The result is a more selective policy environment, with clean-energy projects increasingly shaped by financing conditions, subsidy eligibility and trade exposure rather than broad deployment targets.
Ian Lange, an economist at the Colorado School of Mines’ Payne Institute for Public Policy, said that disconnect is often missed in transition planning. Most models assume deployment targets are met and then work backwards into material demand, Lange said. In reality, he said, higher input costs feed directly into build decisions.
“If silver is higher, we just don’t install as many solar panels,” Lange said.

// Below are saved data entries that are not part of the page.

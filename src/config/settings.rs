//! Configuration settings for Kingbot.

use super::ui::UiSettings;
use crate::error::{KingbotError, Result};
use serde::{Deserialize, Serialize};
use std::path::PathBuf;

/// Root configuration structure.
#[derive(Debug, Clone, Serialize, Deserialize, Default)]
#[serde(default)]
pub struct Settings {
    pub general: GeneralSettings,
    pub openai: OpenAISettings,
    pub embedding: EmbeddingSettings,
    pub vector_store: VectorStoreSettings,
    pub rag: RagSettings,
    pub memory: MemorySettings,
    pub history: HistorySettings,
    pub log: LogSettings,
    pub session: SessionSettings,
    pub ui: UiSettings,
    pub prompts: PromptSettings,
}

/// General application settings.
#[derive(Debug, Clone, Serialize, Deserialize)]
#[serde(default)]
pub struct GeneralSettings {
    /// Directory for storing application data.
    pub data_dir: String,
}

impl Default for GeneralSettings {
    fn default() -> Self {
        Self {
            data_dir: "~/.kingbot".to_string(),
        }
    }
}

/// OpenAI chat completion settings.
#[derive(Debug, Clone, Serialize, Deserialize)]
#[serde(default)]
pub struct OpenAISettings {
    /// API key. Falls back to `OPENAI_API_KEY` when unset.
    pub api_key: Option<String>,
    /// Chat model used for answers and question condensing.
    pub chat_model: String,
    /// Sampling temperature; 0 requests deterministic decoding.
    pub temperature: f32,
    /// Request timeout in seconds.
    pub timeout_secs: u64,
}

impl Default for OpenAISettings {
    fn default() -> Self {
        Self {
            api_key: None,
            chat_model: "gpt-4o-mini".to_string(),
            temperature: 0.0,
            timeout_secs: crate::openai::DEFAULT_TIMEOUT_SECS,
        }
    }
}

/// Embedding generation settings.
#[derive(Debug, Clone, Serialize, Deserialize)]
#[serde(default)]
pub struct EmbeddingSettings {
    /// Embedding model to use.
    pub model: String,
    /// Embedding dimensions.
    pub dimensions: u32,
}

impl Default for EmbeddingSettings {
    fn default() -> Self {
        Self {
            model: "text-embedding-3-small".to_string(),
            dimensions: 1536,
        }
    }
}

/// Vector store settings.
#[derive(Debug, Clone, Serialize, Deserialize)]
#[serde(default)]
pub struct VectorStoreSettings {
    /// Path to the SQLite database holding the passages.
    pub sqlite_path: String,
    /// Name of the passage collection answers are drawn from.
    pub collection: String,
}

impl Default for VectorStoreSettings {
    fn default() -> Self {
        Self {
            sqlite_path: "~/.kingbot/vectors.db".to_string(),
            collection: "sjsulib".to_string(),
        }
    }
}

/// Retrieval settings.
#[derive(Debug, Clone, Serialize, Deserialize)]
#[serde(default)]
pub struct RagSettings {
    /// Maximum number of passages placed into the system prompt.
    pub max_context_chunks: u32,
    /// Minimum similarity score for a passage to be used.
    pub min_score: f32,
    /// How long a built chat engine is reused before it is rebuilt.
    pub engine_ttl_secs: u64,
}

impl Default for RagSettings {
    fn default() -> Self {
        Self {
            max_context_chunks: 2,
            min_score: 0.2,
            engine_ttl_secs: 24 * 60 * 60,
        }
    }
}

/// Conversation memory settings.
#[derive(Debug, Clone, Serialize, Deserialize)]
#[serde(default)]
pub struct MemorySettings {
    /// Approximate token budget for the whole conversation.
    pub token_limit: usize,
    /// Assistant greeting seeded into every new session. Empty disables it.
    pub greeting: String,
}

impl Default for MemorySettings {
    fn default() -> Self {
        Self {
            token_limit: 5000,
            greeting: "Ask me a question about SJSU Library!".to_string(),
        }
    }
}

/// Displayed history settings.
#[derive(Debug, Clone, Serialize, Deserialize)]
#[serde(default)]
pub struct HistorySettings {
    /// Maximum number of messages shown at once.
    pub max_messages: usize,
}

impl Default for HistorySettings {
    fn default() -> Self {
        Self { max_messages: 10 }
    }
}

/// Interaction log settings.
#[derive(Debug, Clone, Serialize, Deserialize)]
#[serde(default)]
pub struct LogSettings {
    /// Path to the SQLite database holding the `chathistory` table.
    pub sqlite_path: String,
}

impl Default for LogSettings {
    fn default() -> Self {
        Self {
            sqlite_path: "~/.kingbot/chathistory.db".to_string(),
        }
    }
}

/// Session lifetime settings.
#[derive(Debug, Clone, Serialize, Deserialize)]
#[serde(default)]
pub struct SessionSettings {
    /// Sessions idle for longer than this are dropped by the server.
    pub idle_timeout_secs: u64,
}

impl Default for SessionSettings {
    fn default() -> Self {
        Self {
            idle_timeout_secs: 60 * 60,
        }
    }
}

/// Prompt customization settings.
#[derive(Debug, Clone, Serialize, Deserialize, Default)]
#[serde(default)]
pub struct PromptSettings {
    /// Directory for custom prompts (overrides defaults).
    pub custom_dir: Option<String>,
    /// Custom variables available in all prompts as {variable_name}.
    pub variables: std::collections::HashMap<String, String>,
}

impl Settings {
    /// Load settings from the default configuration file.
    pub fn load() -> Result<Self> {
        Self::load_from(None)
    }

    /// Load settings from a specific path, or default location if None.
    ///
    /// A missing file yields the defaults; a malformed one is an error.
    pub fn load_from(path: Option<&PathBuf>) -> Result<Self> {
        let config_path = match path {
            Some(p) => p.clone(),
            None => Self::default_config_path(),
        };

        let settings = if config_path.exists() {
            let content = std::fs::read_to_string(&config_path)?;
            toml::from_str(&content)?
        } else if path.is_some() {
            return Err(KingbotError::Config(format!(
                "Config file not found: {}",
                config_path.display()
            )));
        } else {
            Settings::default()
        };

        settings.validate()?;
        Ok(settings)
    }

    /// Check invariants that serde cannot express.
    pub fn validate(&self) -> Result<()> {
        self.ui.validate()?;

        if self.history.max_messages == 0 {
            return Err(KingbotError::Config(
                "history.max_messages must be at least 1".to_string(),
            ));
        }
        if self.memory.token_limit == 0 {
            return Err(KingbotError::Config(
                "memory.token_limit must be at least 1".to_string(),
            ));
        }
        if self.vector_store.collection.trim().is_empty() {
            return Err(KingbotError::Config(
                "vector_store.collection must not be empty".to_string(),
            ));
        }
        Ok(())
    }

    /// Get the default configuration file path.
    pub fn default_config_path() -> PathBuf {
        dirs::config_dir()
            .unwrap_or_else(|| PathBuf::from("."))
            .join("kingbot")
            .join("config.toml")
    }

    /// Expand shell variables in paths (e.g., ~).
    pub fn expand_path(path: &str) -> PathBuf {
        PathBuf::from(shellexpand::tilde(path).to_string())
    }

    /// Get the expanded data directory path.
    pub fn data_dir(&self) -> PathBuf {
        Self::expand_path(&self.general.data_dir)
    }

    /// Get the expanded vector database path.
    pub fn vector_path(&self) -> PathBuf {
        Self::expand_path(&self.vector_store.sqlite_path)
    }

    /// Get the expanded interaction log path.
    pub fn log_path(&self) -> PathBuf {
        Self::expand_path(&self.log.sqlite_path)
    }
}

#[cfg(test)]
mod tests {
    use super::*;

    #[test]
    fn test_defaults_are_valid() {
        let settings = Settings::default();
        assert!(settings.validate().is_ok());
        assert_eq!(settings.openai.chat_model, "gpt-4o-mini");
        assert_eq!(settings.openai.temperature, 0.0);
        assert_eq!(settings.history.max_messages, 10);
        assert_eq!(settings.vector_store.collection, "sjsulib");
    }

    #[test]
    fn test_partial_file_keeps_defaults() {
        let settings: Settings = toml::from_str(
            r#"
            [history]
            max_messages = 4

            [memory]
            greeting = ""
            "#,
        )
        .unwrap();

        assert_eq!(settings.history.max_messages, 4);
        assert!(settings.memory.greeting.is_empty());
        assert_eq!(settings.memory.token_limit, 5000);
        assert_eq!(settings.ui.buttons.len(), 3);
    }

    #[test]
    fn test_zero_max_messages_is_rejected() {
        let mut settings = Settings::default();
        settings.history.max_messages = 0;
        assert!(matches!(settings.validate(), Err(KingbotError::Config(_))));
    }

    #[test]
    fn test_load_from_partial_file() {
        let dir = tempfile::tempdir().unwrap();
        let path = dir.path().join("config.toml");
        std::fs::write(&path, "[rag]\nmax_context_chunks = 5\n").unwrap();

        let loaded = Settings::load_from(Some(&path)).unwrap();
        assert_eq!(loaded.rag.max_context_chunks, 5);
        assert_eq!(loaded.vector_store.collection, "sjsulib");
    }

    #[test]
    fn test_malformed_file_is_fatal() {
        let dir = tempfile::tempdir().unwrap();
        let path = dir.path().join("config.toml");
        std::fs::write(&path, "[history\nmax_messages = ").unwrap();

        assert!(matches!(
            Settings::load_from(Some(&path)),
            Err(KingbotError::TomlParse(_))
        ));
    }

    #[test]
    fn test_explicit_missing_file_is_fatal() {
        let path = PathBuf::from("/nonexistent/kingbot/config.toml");
        assert!(matches!(
            Settings::load_from(Some(&path)),
            Err(KingbotError::Config(_))
        ));
    }
}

That creates a feedback loop between commodity markets and deployment that is often absent from energy transition forecasts, where mineral inputs are treated as scalable rather than price sensitive. For silver, that means demand is not a straight line from installed capacity.
Thrifting and substitution are reducing the metal intensity per panel, but price signals are also shaping how many projects get built in the first place. Outside solar, structural demand growth is still coming from grid expansion, automotive applications and AI-driven power demand, which continue to underpin industrial consumption.
Lange said silver’s designation as a critical mineral should drive research and innovation. “Within the U.S. federal system, the criticality is really supposed to be a marker for let’s find a substitute,” Lange said. “That’s supposed to direct federal research dollars [but] I’ll say I haven’t seen good evidence that it actually does that.”
The World Silver Survey forecasts industrial fabrication to decline by 2%this year, to a four-year low of around 650 million ounces. Newman points out that photovoltaics are the most volatile area of silver demand.
Energy security
The policy backdrop has also shifted the tone of the solar buildout itself. What was once largely framed through decarbonization is increasingly being driven by energy security and supply-chain resilience.
“When we put the survey together back in late March, we had to make an assumption about the war in Iran being short-lived,” Newman said.
With the Strait of Hormuz still closed as of late May, and energy prices astronomically high, Newman said the market could respond by investing in alternative energy solutions like solar.
“That security standpoint carries a lot of momentum — there’s more investment going on,” he said. “Even if installations go to the races, I don’t see it getting back to what we saw the past three years.”